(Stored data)
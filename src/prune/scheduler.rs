//! Fixed-concurrency runner for batches of async work
//!
//! Items start in input order as capacity frees up and all workers run as
//! futures on the calling task. Every item runs to completion even when a
//! sibling fails, and outcome `i` always belongs to input item `i`.

use futures::stream::{self, StreamExt};
use std::future::Future;

/// Default number of in-flight provider requests at each fan-out point
pub const DEFAULT_CONCURRENCY: usize = 3;

/// Runs a worker over a list of items with at most `concurrency` in flight
#[derive(Debug, Clone, Copy, PartialEq, Eq)]
pub struct BoundedScheduler {
    concurrency: usize,
}

impl BoundedScheduler {
    /// A concurrency of zero is treated as one
    pub fn new(concurrency: usize) -> Self {
        Self {
            concurrency: concurrency.max(1),
        }
    }

    pub fn concurrency(&self) -> usize {
        self.concurrency
    }

    /// Run `worker` over `items`, returning one outcome per item in input order
    pub async fn run<I, O, E, F, Fut>(&self, items: Vec<I>, worker: F) -> Vec<Result<O, E>>
    where
        F: Fn(I) -> Fut,
        Fut: Future<Output = Result<O, E>>,
    {
        let total = items.len();
        let worker = &worker;

        let mut indexed: Vec<(usize, Result<O, E>)> = stream::iter(items.into_iter().enumerate())
            .map(|(index, item)| async move { (index, worker(item).await) })
            .buffer_unordered(self.concurrency)
            .collect()
            .await;

        indexed.sort_by_key(|(index, _)| *index);
        debug_assert_eq!(indexed.len(), total);
        indexed.into_iter().map(|(_, outcome)| outcome).collect()
    }
}

impl Default for BoundedScheduler {
    fn default() -> Self {
        Self::new(DEFAULT_CONCURRENCY)
    }
}

#[cfg(test)]
mod tests {
    use super::*;
    use std::sync::atomic::{AtomicUsize, Ordering};
    use std::sync::{Arc, Mutex};
    use std::time::Duration;

    #[derive(Default)]
    struct Gauge {
        active: AtomicUsize,
        peak: AtomicUsize,
    }

    impl Gauge {
        fn enter(&self) {
            let now = self.active.fetch_add(1, Ordering::SeqCst) + 1;
            self.peak.fetch_max(now, Ordering::SeqCst);
        }

        fn leave(&self) {
            self.active.fetch_sub(1, Ordering::SeqCst);
        }
    }

    #[tokio::test]
    async fn test_never_exceeds_concurrency() {
        let gauge = Arc::new(Gauge::default());
        let scheduler = BoundedScheduler::new(3);

        let outcomes = scheduler
            .run((0..12u64).collect(), |n| {
                let gauge = gauge.clone();
                async move {
                    gauge.enter();
                    // Uneven durations so completions interleave
                    tokio::time::sleep(Duration::from_millis(5 + (n % 4) * 3)).await;
                    gauge.leave();
                    Ok::<_, String>(n * 10)
                }
            })
            .await;

        assert_eq!(outcomes.len(), 12);
        assert_eq!(gauge.peak.load(Ordering::SeqCst), 3);
        for (n, outcome) in outcomes.into_iter().enumerate() {
            assert_eq!(outcome, Ok(n as u64 * 10));
        }
    }

    #[tokio::test]
    async fn test_outcomes_follow_input_order_not_completion_order() {
        let scheduler = BoundedScheduler::new(4);

        // Earlier items finish last
        let outcomes = scheduler
            .run(vec![40u64, 30, 20, 10], |delay| async move {
                tokio::time::sleep(Duration::from_millis(delay)).await;
                Ok::<_, String>(delay)
            })
            .await;

        assert_eq!(outcomes, vec![Ok(40), Ok(30), Ok(20), Ok(10)]);
    }

    #[tokio::test]
    async fn test_failures_do_not_stop_siblings() {
        let ran = Arc::new(AtomicUsize::new(0));
        let outcomes = BoundedScheduler::new(2)
            .run(vec!["a", "bad", "c", "d"], |item| {
                let ran = ran.clone();
                async move {
                    ran.fetch_add(1, Ordering::SeqCst);
                    if item == "bad" {
                        Err(format!("{} failed", item))
                    } else {
                        Ok(item.to_uppercase())
                    }
                }
            })
            .await;

        assert_eq!(ran.load(Ordering::SeqCst), 4);
        assert_eq!(outcomes[0], Ok("A".to_string()));
        assert_eq!(outcomes[1], Err("bad failed".to_string()));
        assert_eq!(outcomes[3], Ok("D".to_string()));
    }

    #[tokio::test]
    async fn test_items_start_in_input_order() {
        let started = Arc::new(Mutex::new(Vec::new()));
        BoundedScheduler::new(1)
            .run(vec![3, 1, 2], |n| {
                let started = started.clone();
                async move {
                    started.lock().unwrap().push(n);
                    Ok::<_, ()>(())
                }
            })
            .await;

        assert_eq!(*started.lock().unwrap(), vec![3, 1, 2]);
    }

    #[tokio::test]
    async fn test_zero_concurrency_still_makes_progress() {
        let scheduler = BoundedScheduler::new(0);
        assert_eq!(scheduler.concurrency(), 1);

        let outcomes = scheduler
            .run(vec![1, 2], |n| async move { Ok::<_, ()>(n + 1) })
            .await;
        assert_eq!(outcomes, vec![Ok(2), Ok(3)]);
    }

    #[tokio::test]
    async fn test_empty_input() {
        let outcomes: Vec<Result<(), ()>> = BoundedScheduler::default()
            .run(Vec::<u8>::new(), |_| async { Ok(()) })
            .await;
        assert!(outcomes.is_empty());
    }
}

WORK INSTRUCTION: Write out the records exactly, starting at the first line and stopping after the line that contains "Self::new(DEFAULT_CONCURRENCY)".

OUTPUT OF THE EXERCISE:
filename src/prune/scheduler.rs
//! Fixed-concurrency runner for batches of async work
//!
//! Items start in input order as capacity frees up and all workers run as
//! futures on the calling task. Every item runs to completion even when a
//! sibling fails, and outcome `i` always belongs to input item `i`.

use futures::stream::{self, StreamExt};
use std::future::Future;

/// Default number of in-flight provider requests at each fan-out point
pub const DEFAULT_CONCURRENCY: usize = 3;

/// Runs a worker over a list of items with at most `concurrency` in flight
#[derive(Debug, Clone, Copy, PartialEq, Eq)]
pub struct BoundedScheduler {
    concurrency: usize,
}

impl BoundedScheduler {
    /// A concurrency of zero is treated as one
    pub fn new(concurrency: usize) -> Self {
        Self {
            concurrency: concurrency.max(1),
        }
    }

    pub fn concurrency(&self) -> usize {
        self.concurrency
    }

    /// Run `worker` over `items`, returning one outcome per item in input order
    pub async fn run<I, O, E, F, Fut>(&self, items: Vec<I>, worker: F) -> Vec<Result<O, E>>
    where
        F: Fn(I) -> Fut,
        Fut: Future<Output = Result<O, E>>,
    {
        let total = items.len();
        let worker = &worker;

        let mut indexed: Vec<(usize, Result<O, E>)> = stream::iter(items.into_iter().enumerate())
            .map(|(index, item)| async move { (index, worker(item).await) })
            .buffer_unordered(self.concurrency)
            .collect()
            .await;

        indexed.sort_by_key(|(index, _)| *index);
        debug_assert_eq!(indexed.len(), total);
        indexed.into_iter().map(|(_, outcome)| outcome).collect()
    }
}

impl Default for BoundedScheduler {
    fn default() -> Self {
        Self::new(DEFAULT_CONCURRENCY)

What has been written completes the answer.